The Bolshevik Revolution initiated a series of events which led rapidly to the division and destruction of the SR Party. The Bolshevik coup found the party's Center once again incapable of a united initiative. The Right-Center leadership continued to favor a government and a policy little different from those which Lenin had shattered, while Chernov's Left-Center group, though opposed to Bolshevism, was intent upon forming an alternative regime far more radical than the Provisional Government. The stalemate in the party's Center had been, of course, an all-too-familiar element in the inglorious history of the SRs since February.

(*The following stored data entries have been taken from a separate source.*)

//! Data bindings and the host-side sink trait.
//!
//! The store owns [`DataBinding`] records describing *where* a value goes;
//! the host owns the actual properties and implements [`BindingTarget`].
//! Adapters pass their target into the system at construction.

use hashbrown::HashMap;
use serde::{Deserialize, Serialize};

use crate::value::{Value, ValueKind};

/// External handles a binding addresses: none (global property), one object,
/// or an object plus a sub-index.
#[derive(Copy, Clone, Debug, Default, Eq, PartialEq, Hash, Serialize, Deserialize)]
pub enum BindingHandles {
    #[default]
    None,
    One(u32),
    Two(u32, u32),
}

/// Address of an externally owned property.
#[derive(Copy, Clone, Debug, Eq, PartialEq, Hash, Serialize, Deserialize)]
pub struct BindingAddress {
    /// Accessor/property identifier understood by the host
    pub property: u32,
    #[serde(default)]
    pub handles: BindingHandles,
}

impl BindingAddress {
    pub const fn global(property: u32) -> Self {
        Self {
            property,
            handles: BindingHandles::None,
        }
    }

    pub const fn object(property: u32, object: u32) -> Self {
        Self {
            property,
            handles: BindingHandles::One(object),
        }
    }

    pub const fn element(property: u32, object: u32, element: u32) -> Self {
        Self {
            property,
            handles: BindingHandles::Two(object, element),
        }
    }
}

/// Capability to write values of `value_kind` into the property at `address`.
#[derive(Copy, Clone, Debug, PartialEq, Serialize, Deserialize)]
pub struct DataBinding {
    pub address: BindingAddress,
    pub value_kind: ValueKind,
}

impl DataBinding {
    pub fn new(address: BindingAddress, value_kind: ValueKind) -> Self {
        Self {
            address,
            value_kind,
        }
    }
}

/// Host-side property sink.
///
/// `read` is only consulted to capture initial values when an animation
/// starts (relative playback and rollback); hosts that never use either may
/// keep the default.
pub trait BindingTarget {
    fn write(&mut self, address: &BindingAddress, value: &Value);

    fn read(&self, address: &BindingAddress) -> Option<Value> {
        let _ = address;
        None
    }
}

/// In-memory [`BindingTarget`]: a flat property table.
///
/// Records the number of writes so callers can tell "written with the same
/// value" apart from "not written".
#[derive(Clone, Debug, Default)]
pub struct PropertyTable {
    values: HashMap<BindingAddress, Value>,
    writes: u64,
}

impl PropertyTable {
    pub fn new() -> Self {
        Self::default()
    }

    /// Seed a property without counting it as an animation write.
    pub fn insert(&mut self, address: BindingAddress, value: Value) {
        self.values.insert(address, value);
    }

    #[inline]
    pub fn get(&self, address: &BindingAddress) -> Option<Value> {
        self.values.get(address).copied()
    }

    #[inline]
    pub fn write_count(&self) -> u64 {
        self.writes
    }

    #[inline]
    pub fn len(&self) -> usize {
        self.values.len()
    }

    #[inline]
    pub fn is_empty(&self) -> bool {
        self.values.is_empty()
    }

    /// Entries sorted by address, for stable comparisons across replicas.
    pub fn snapshot(&self) -> Vec<(BindingAddress, Value)> {
        let mut entries: Vec<_> = self.values.iter().map(|(a, v)| (*a, *v)).collect();
        entries.sort_by_key(|(a, _)| (a.property, a.handles_key()));
        entries
    }
}

impl BindingAddress {
    fn handles_key(&self) -> (u8, u32, u32) {
        match self.handles {
            BindingHandles::None => (0, 0, 0),
            BindingHandles::One(a) => (1, a, 0),
            BindingHandles::Two(a, b) => (2, a, b),
        }
    }
}

impl BindingTarget for PropertyTable {
    fn write(&mut self, address: &BindingAddress, value: &Value) {
        self.writes += 1;
        self.values.insert(*address, *value);
    }

    fn read(&self, address: &BindingAddress) -> Option<Value> {
        self.get(address)
    }
}

impl<T: BindingTarget + ?Sized> BindingTarget for &mut T {
    fn write(&mut self, address: &BindingAddress, value: &Value) {
        (**self).write(address, value)
    }

    fn read(&self, address: &BindingAddress) -> Option<Value> {
        (**self).read(address)
    }
}

#[cfg(test)]
mod tests {
    use super::*;

    #[test]
    fn table_records_writes() {
        let mut table = PropertyTable::new();
        let addr = BindingAddress::object(1, 7);
        table.insert(addr, Value::Float(1.0));
        assert_eq!(table.write_count(), 0);
        table.write(&addr, &Value::Float(2.0));
        assert_eq!(table.read(&addr), Some(Value::Float(2.0)));
        assert_eq!(table.write_count(), 1);
        assert_eq!(table.read(&BindingAddress::global(1)), None);
    }

    #[test]
    fn snapshot_is_sorted() {
        let mut table = PropertyTable::new();
        table.write(&BindingAddress::element(2, 1, 1), &Value::Int32(3));
        table.write(&BindingAddress::global(2), &Value::Int32(1));
        table.write(&BindingAddress::object(1, 9), &Value::Int32(2));
        let props: Vec<u32> = table.snapshot().iter().map(|(a, _)| a.property).collect();
        assert_eq!(props, vec![1, 2, 2]);
        assert_eq!(table.snapshot()[1].0, BindingAddress::global(2));
    }

    #[test]
    fn address_serde_defaults_handles() {
        let addr: BindingAddress = serde_json::from_str(r#"{"property":4}"#).unwrap();
        assert_eq!(addr, BindingAddress::global(4));
    }
}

The new element was the greatly increased strength and independence of the Left wing of the party and its decision first to break with the party organization and then to collaborate with Lenin and the Bolsheviks.

T

he break of the Left SRs with the rest of the party occurred at the Second All-Russian Congress of Soviets (October 25-26). The Left SRs had already rejected the Provisional Government, agreeing with the Bolsheviks that it must be replaced by a revolutionary socialist government. However, they had felt that it was preferable to wait for the Constituent Assembly to create such a government, counting on the All-Russian Congress of Soviets, meanwhile, to defend their cause. They had also rejected Lenin's idea of a power seizure in October as premature and dangerous, a plan likely to fail and thereby to encourage a Right-wing counterrevolution.

When the Bolsheviks nonetheless succeeded in overthrowing the Provisional Government, the Left SRs were quick to join them. Feeling that the revolution was now in Bolshevik hands, the Leftists favored collaboration as a means of moderating Bolshevik policy. The rejection of this course by the rest of the party initiated a break which became final when the Leftists refused to join the rest of the party delegation in a walkout from the Congress in protest against the Bolshevik coup. Subsequently read out of the party by the Rightist leadership, the Left SRS moved toward closer collaboration with the Bolsheviks. By an agreement reached on November 15, the Left SR-controlled peasants' soviets were merged at the top administrative level with the Bolshevik-dominated workers' soviets. Three days later a Left SR, and former head of the Peasants' Soviet of Kazan province, A. L. Kalegaev, became Commissar for Agriculture.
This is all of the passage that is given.